El otro 80 por ciento responde a una conducta abusiva fríamente calculada, y en muchos casos a secuelas de un pasado con predominio de alguno de los cinco tipos de maltrato infantil: físico, psicológico, sexual, por sobreprotección o por desapego.
Este sujeto, incapaz de reconocer el daño derivado de sus actos, agrede a conciencia, sin ansiedad ni remordimiento.
La diferencia entre este sociópata y un agresor impulsivo se puede establecer tanto en su percepción del crimen como en el estudio del cerebro mediante técnicas de neuroimagen, explicó el experto, e insistió en la necesidad de personalizar cada análisis para decidir el seguimiento legal y terapéutico pertinente.
Las leyes tipifican el delito, pero el tribunal debe además discernir si está ante un individuo capaz de rehabilitarse (mediante un tratamiento farmacológico y psicoterapéutico que le ayude a replantearse su sistema de conocimientos, creencias y cultura) o si se trata de un típico abusador que se enorgullece de su conducta y en cuanto esté libre la retomará.
Una de las excusas más comunes entre estos Otelo de sangre fría es que «trataban de probar su amor». En estos casos la guerra suele ser anunciada, y la alarma debería saltar desde el noviazgo, cuando empiezan las prohibiciones y las frases al estilo de «Quítate esa ropa o te la rompo encima»... «No te busques lo que no esta pa’ ti» o «Si no estás conmigo no estarás con nadie».
Aún presa de la mayor agitación, la gente suele reconocer los límites entre el bien y el mal y comprender que una reacción desproporcionada va a generarle consecuencias negativas, sobre todo si el conflicto es con un ser querido.
La escala de valores y sentimientos refrena el impulso de devolver mal con mal, hasta el día en que se rebasa el umbral de reactividad afectiva y el mecanismo inhibitorio no se activa a tiempo.
Numerosos estudios confirman que estímulos como el estrés, el consumo de drogas o de alcohol y la adicción a los juegos (ludopatía) inundan el cerebro de neuroquímicos que activan sus áreas de agresividad, lo cual puede incluso ser acumulativo.

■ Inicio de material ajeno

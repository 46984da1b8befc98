//! # micks-db: Database Layer for Micks Calculadora
//!
//! Persistence of contracted sales. SQLite through sqlx, behind the
//! [`SaleStore`] trait.
//!
//! ## Architecture Position
//! ```text
//! ┌─────────────────────────────────────────────────────────────────────────┐
//! │                        Micks Data Flow                                  │
//! │                                                                         │
//! │  POST /api/contract  ·  /api/admin/sales                               │
//! │       │                                                                 │
//! │       ▼                                                                 │
//! │  ┌─────────────────────────────────────────────────────────────────┐   │
//! │  │                     micks-db (THIS CRATE)                       │   │
//! │  │                                                                 │   │
//! │  │   ┌───────────────┐    ┌───────────────┐    ┌──────────────┐  │   │
//! │  │   │   Database    │    │   SaleStore   │    │  Migrations  │  │   │
//! │  │   │   (pool.rs)   │    │  (store.rs)   │    │  (embedded)  │  │   │
//! │  │   │               │    │       ▲       │    │              │  │   │
//! │  │   │ SqlitePool    │◄───│ SaleRepository│    │ 001_create_  │  │   │
//! │  │   │ WAL, FKs      │    │               │    │   sales.sql  │  │   │
//! │  │   └───────────────┘    └───────────────┘    └──────────────┘  │   │
//! │  └─────────────────────────────────────────────────────────────────┘   │
//! │       │                                                                 │
//! │       ▼                                                                 │
//! │  ./data/micks.db                                                       │
//! └─────────────────────────────────────────────────────────────────────────┘
//! ```
//!
//! ## Module Organization
//!
//! - [`pool`] - Connection pool creation and configuration
//! - [`migrations`] - Embedded database migrations
//! - [`store`] - The [`SaleStore`] contract
//! - [`repository`] - SQLite implementation
//! - [`error`] - Database error types
//!
//! ## Usage
//!
//! ```rust,ignore
//! use micks_core::{CustomerInfo, DeviceInventory, NewSale, SaleQuery};
//! use micks_db::{Database, DbConfig, SaleStore};
//!
//! let db = Database::new(DbConfig::new("./data/micks.db")).await?;
//! let sale = db.sales().create(NewSale::contract(customer, inventory)).await?;
//! let newest_first = db.sales().list(&SaleQuery::default()).await?;
//! ```

// =============================================================================
// Module Declarations
// =============================================================================

pub mod error;
pub mod migrations;
pub mod pool;
pub mod repository;
pub mod store;

// =============================================================================
// Re-exports
// =============================================================================

pub use error::{DbError, DbResult};
pub use pool::{Database, DbConfig};
pub use repository::sale::SaleRepository;
pub use store::SaleStore;
//! # Plan Calculator
//!
//! Turns a customer's device inventory into a plan recommendation.
//!
//! ## Calculation Flow
//! ```text
//! ┌─────────────────────────────────────────────────────────────────────────┐
//! │                        compute(inventory)                               │
//! │                                                                         │
//! │  DeviceInventory { cellphones: 2, computers: 1, gamer: true, .. }       │
//! │       │                                                                 │
//! │       ▼                                                                 │
//! │  1. count × unit weight per kind     cellphones 2 × 0.80 = 1.60         │
//! │                                      computers  1 × 0.50 = 0.50         │
//! │       │                                                                 │
//! │       ▼                                                                 │
//! │  2. sum contributions                subtotal = 2.10                    │
//! │       │                                                                 │
//! │       ▼                                                                 │
//! │  3. gamer? × 2                       total_weight = 4.20                │
//! │       │                                                                 │
//! │       ▼                                                                 │
//! │  4. first band containing total      Diamante / 800 Mbps                │
//! │                                                                         │
//! └─────────────────────────────────────────────────────────────────────────┘
//! ```
//!
//! ## Band Table
//! ```text
//!   weight:  0 ─────── 1.0 ─────────── 2.0 ─────────── 3.0 ──────────▶
//!            [ Prata  )[    Bronze     ](     Ouro     )[  Diamante
//!              100 Mb       300 Mb          500 Mb          800 Mb
//! ```
//! 2.0 belongs to Bronze. The bands are evaluated in order and the first match
//! wins; they are disjoint and cover every real number.
//!
//! The weights and thresholds live only in this module. Every path that
//! creates or edits a sale goes through [`compute`].

use serde::{Deserialize, Serialize};
use std::fmt;
use std::ops::Bound;
use ts_rs::TS;

use crate::types::DeviceInventory;
use crate::weight::Weight;

// =============================================================================
// Device Kinds
// =============================================================================

/// A kind of connected device declared on the intake form.
#[derive(Debug, Clone, Copy, PartialEq, Eq, Hash, PartialOrd, Ord, Serialize, Deserialize, TS)]
#[ts(export)]
#[serde(rename_all = "snake_case")]
pub enum DeviceKind {
    Cellphones,
    Computers,
    SmartTvs,
    TvBoxes,
    Others,
}

impl DeviceKind {
    /// All device kinds, in form order.
    pub const ALL: [DeviceKind; 5] = [
        DeviceKind::Cellphones,
        DeviceKind::Computers,
        DeviceKind::SmartTvs,
        DeviceKind::TvBoxes,
        DeviceKind::Others,
    ];

    /// Per-unit weight of this device kind.
    #[inline]
    pub const fn unit_weight(&self) -> Weight {
        match self {
            DeviceKind::Cellphones => Weight::from_hundredths(80),
            DeviceKind::Computers => Weight::from_hundredths(50),
            DeviceKind::SmartTvs => Weight::from_hundredths(40),
            DeviceKind::TvBoxes => Weight::from_hundredths(60),
            DeviceKind::Others => Weight::from_hundredths(10),
        }
    }

    /// Field name used in payloads, columns and validation messages.
    pub const fn as_str(&self) -> &'static str {
        match self {
            DeviceKind::Cellphones => "cellphones",
            DeviceKind::Computers => "computers",
            DeviceKind::SmartTvs => "smart_tvs",
            DeviceKind::TvBoxes => "tv_boxes",
            DeviceKind::Others => "others",
        }
    }
}

impl fmt::Display for DeviceKind {
    fn fmt(&self, f: &mut fmt::Formatter<'_>) -> fmt::Result {
        f.write_str(self.as_str())
    }
}

// =============================================================================
// Per-Kind Breakdown
// =============================================================================

/// Weighted contribution of each device kind, two decimals each.
#[derive(Debug, Clone, Copy, PartialEq, Eq, Default, Serialize, Deserialize, TS)]
#[ts(export)]
pub struct DeviceBreakdown {
    #[ts(type = "number")]
    pub cellphones: Weight,
    #[ts(type = "number")]
    pub computers: Weight,
    #[ts(type = "number")]
    pub smart_tvs: Weight,
    #[ts(type = "number")]
    pub tv_boxes: Weight,
    #[ts(type = "number")]
    pub others: Weight,
}

impl DeviceBreakdown {
    /// Builds a breakdown by evaluating `f` for every device kind.
    pub fn from_fn(mut f: impl FnMut(DeviceKind) -> Weight) -> Self {
        DeviceBreakdown {
            cellphones: f(DeviceKind::Cellphones),
            computers: f(DeviceKind::Computers),
            smart_tvs: f(DeviceKind::SmartTvs),
            tv_boxes: f(DeviceKind::TvBoxes),
            others: f(DeviceKind::Others),
        }
    }

    /// Returns the contribution of one device kind.
    pub const fn get(&self, kind: DeviceKind) -> Weight {
        match kind {
            DeviceKind::Cellphones => self.cellphones,
            DeviceKind::Computers => self.computers,
            DeviceKind::SmartTvs => self.smart_tvs,
            DeviceKind::TvBoxes => self.tv_boxes,
            DeviceKind::Others => self.others,
        }
    }

    /// Iterates `(kind, contribution)` pairs in form order.
    pub fn iter(&self) -> impl Iterator<Item = (DeviceKind, Weight)> + '_ {
        DeviceKind::ALL.into_iter().map(move |kind| (kind, self.get(kind)))
    }

    /// Sum of all contributions.
    pub fn subtotal(&self) -> Weight {
        self.iter().map(|(_, weight)| weight).sum()
    }
}

// =============================================================================
// Plan Tiers
// =============================================================================

/// One of the four fixed service levels.
#[derive(Debug, Clone, Copy, PartialEq, Eq, Hash, Serialize, Deserialize, TS)]
#[cfg_attr(feature = "sqlx", derive(sqlx::Type))]
#[ts(export)]
pub enum PlanTier {
    Prata,
    Bronze,
    Ouro,
    Diamante,
}

impl PlanTier {
    /// All tiers, lowest first.
    pub const ALL: [PlanTier; 4] = [
        PlanTier::Prata,
        PlanTier::Bronze,
        PlanTier::Ouro,
        PlanTier::Diamante,
    ];

    /// Bandwidth of the tier in Mbps.
    #[inline]
    pub const fn speed_mbps(&self) -> u32 {
        match self {
            PlanTier::Prata => 100,
            PlanTier::Bronze => 300,
            PlanTier::Ouro => 500,
            PlanTier::Diamante => 800,
        }
    }

    /// Display name of the tier.
    pub const fn name(&self) -> &'static str {
        match self {
            PlanTier::Prata => "Prata",
            PlanTier::Bronze => "Bronze",
            PlanTier::Ouro => "Ouro",
            PlanTier::Diamante => "Diamante",
        }
    }

    /// Classifies any real total through [`PLAN_BANDS`].
    ///
    /// NaN is not contained in any band and falls back to Prata.
    ///
    /// ```rust
    /// use micks_core::plan::PlanTier;
    ///
    /// assert_eq!(PlanTier::classify(2.0), PlanTier::Bronze);
    /// assert_eq!(PlanTier::classify(2.00001), PlanTier::Ouro);
    /// ```
    pub fn classify(total_weight: f64) -> PlanTier {
        PLAN_BANDS
            .iter()
            .find(|band| band.contains(total_weight))
            .map_or(PlanTier::Prata, |band| band.tier)
    }

    /// Classifies a computed total weight.
    pub fn for_weight(total_weight: Weight) -> PlanTier {
        PlanTier::classify(total_weight.as_f64())
    }
}

impl fmt::Display for PlanTier {
    fn fmt(&self, f: &mut fmt::Formatter<'_>) -> fmt::Result {
        f.write_str(self.name())
    }
}

/// A half-open, closed or unbounded range of total weights mapped to a tier.
#[derive(Debug, Clone, Copy, PartialEq)]
pub struct PlanBand {
    pub tier: PlanTier,
    pub lower: Bound<f64>,
    pub upper: Bound<f64>,
}

impl PlanBand {
    /// Checks whether a total weight falls inside this band.
    pub fn contains(&self, value: f64) -> bool {
        let above_lower = match self.lower {
            Bound::Included(lo) => value >= lo,
            Bound::Excluded(lo) => value > lo,
            Bound::Unbounded => !value.is_nan(),
        };
        let below_upper = match self.upper {
            Bound::Included(hi) => value <= hi,
            Bound::Excluded(hi) => value < hi,
            Bound::Unbounded => !value.is_nan(),
        };
        above_lower && below_upper
    }
}

/// Ordered, disjoint band table. First match wins.
pub const PLAN_BANDS: [PlanBand; 4] = [
    PlanBand {
        tier: PlanTier::Prata,
        lower: Bound::Unbounded,
        upper: Bound::Excluded(1.0),
    },
    PlanBand {
        tier: PlanTier::Bronze,
        lower: Bound::Included(1.0),
        upper: Bound::Included(2.0),
    },
    PlanBand {
        tier: PlanTier::Ouro,
        lower: Bound::Excluded(2.0),
        upper: Bound::Excluded(3.0),
    },
    PlanBand {
        tier: PlanTier::Diamante,
        lower: Bound::Included(3.0),
        upper: Bound::Unbounded,
    },
];
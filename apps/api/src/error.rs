//! Error types for the HTTP API.
//!
//! Every failure leaves the server as `{"code": "...", "message": "..."}`:
//!
//! ```text
//! ValidationError / bad JSON  → 400 VALIDATION_ERROR
//! missing or invalid token    → 401 UNAUTHORIZED
//! DbError::NotFound           → 404 NOT_FOUND
//! any other DbError           → 503 STORAGE_UNAVAILABLE (detail only in the log)
//! everything else             → 500 INTERNAL
//! ```

use axum::extract::rejection::{JsonRejection, QueryRejection};
use axum::http::StatusCode;
use axum::response::{IntoResponse, Response};
use axum::Json;
use micks_core::{CoreError, ValidationError};
use micks_db::DbError;
use serde::Serialize;
use std::fmt;
use tracing::error;

/// Machine-readable error category.
#[derive(Debug, Clone, Copy, PartialEq, Eq, Serialize)]
#[serde(rename_all = "SCREAMING_SNAKE_CASE")]
pub enum ErrorCode {
    ValidationError,
    Unauthorized,
    NotFound,
    StorageUnavailable,
    Internal,
}

impl ErrorCode {
    pub fn status(&self) -> StatusCode {
        match self {
            ErrorCode::ValidationError => StatusCode::BAD_REQUEST,
            ErrorCode::Unauthorized => StatusCode::UNAUTHORIZED,
            ErrorCode::NotFound => StatusCode::NOT_FOUND,
            ErrorCode::StorageUnavailable => StatusCode::SERVICE_UNAVAILABLE,
            ErrorCode::Internal => StatusCode::INTERNAL_SERVER_ERROR,
        }
    }
}

/// Error returned by handlers and the service layer.
#[derive(Debug, Clone, PartialEq, Eq, Serialize)]
pub struct ApiError {
    pub code: ErrorCode,
    pub message: String,
}

impl ApiError {
    pub fn new(code: ErrorCode, message: impl Into<String>) -> Self {
        ApiError {
            code,
            message: message.into(),
        }
    }

    pub fn validation(message: impl Into<String>) -> Self {
        Self::new(ErrorCode::ValidationError, message)
    }

    pub fn unauthorized(message: impl Into<String>) -> Self {
        Self::new(ErrorCode::Unauthorized, message)
    }

    pub fn not_found(message: impl Into<String>) -> Self {
        Self::new(ErrorCode::NotFound, message)
    }

    /// The store could not serve the request. The message stays generic.
    pub fn unavailable() -> Self {
        Self::new(
            ErrorCode::StorageUnavailable,
            "Storage is temporarily unavailable, try again later",
        )
    }

    pub fn internal(message: impl Into<String>) -> Self {
        Self::new(ErrorCode::Internal, message)
    }

    pub fn status(&self) -> StatusCode {
        self.code.status()
    }
}

impl fmt::Display for ApiError {
    fn fmt(&self, f: &mut fmt::Formatter<'_>) -> fmt::Result {
        write!(f, "{:?}: {}", self.code, self.message)
    }
}

impl std::error::Error for ApiError {}

impl IntoResponse for ApiError {
    fn into_response(self) -> Response {
        (self.status(), Json(self)).into_response()
    }
}

// =============================================================================
// Conversions
// =============================================================================

impl From<ValidationError> for ApiError {
    fn from(err: ValidationError) -> Self {
        ApiError::validation(err.to_string())
    }
}

impl From<CoreError> for ApiError {
    fn from(err: CoreError) -> Self {
        match err {
            CoreError::Validation(err) => err.into(),
            other => ApiError::validation(other.to_string()),
        }
    }
}

impl From<DbError> for ApiError {
    fn from(err: DbError) -> Self {
        match err {
            DbError::NotFound { entity, id } => {
                ApiError::not_found(format!("{} not found: {}", entity, id))
            }
            other => {
                error!(error = %other, "Storage failure");
                ApiError::unavailable()
            }
        }
    }
}

impl From<JsonRejection> for ApiError {
    fn from(rejection: JsonRejection) -> Self {
        ApiError::validation(rejection.body_text())
    }
}

impl From<QueryRejection> for ApiError {
    fn from(rejection: QueryRejection) -> Self {
        ApiError::validation(rejection.body_text())
    }
}

/// Result type of handlers and services.
pub type ApiResult<T> = Result<T, ApiError>;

Pero más allá de ese disparador biológico, ciertos elementos culturales median en la elección de la víctima. Psicoterapeutas de México y España presentes en el debate confirmaron que es más común «explotar» en casa y no con individuos cuya autoridad facilite tomar represalias. También narraron las dificultades de muchos agresores emocionales para desaprender ese «derecho» naturalizado de cosificar a la mujer y descargar en ella su rabia. Antes prefieren abandonar la terapia.
El psiquiatra Ernesto Pérez, una autoridad en Medicina Legal en nuestro país, apuntó que el perfil de hombres procesados en los últimos años por violencia contra la pareja difiere mucho del resto de los homicidas: no suelen ser agresivos en otras esferas de la vida; solo agreden a sus mujeres y a veces a los hijos, repitiendo patrones que aprendieron en su familia de origen.
Claro que ellas también pueden ser agresoras —las hay sociópatas, como la reina Medea, pero sobre todo impulsivas, que en un día se cobran toda una vida de abusos—. Algunas parejas homosexuales tampoco escapan a esta realidad, y si el estigma popular es mayor en estos casos también responde a razones culturales.
El artículo 264.1 del Código Penal cubano establece que quien mate a su cónyuge (sea matrimonio formalizado o no) incurre en la sanción de privación de libertad de 15 a 30 años o pena máxima, pues según el artículo 52 del citado Código el vínculo matrimonial y las relaciones de afecto con la víctima constituyen agravantes en los delitos contra la integridad personal, así como el abuso de autoridad o confianza y el actuar bajo los efectos de drogas o del alcohol. No obstante, la medida puede ser atenuada si se obró en estado de grave alteración psíquica provocada por actos ilícitos de la víctima.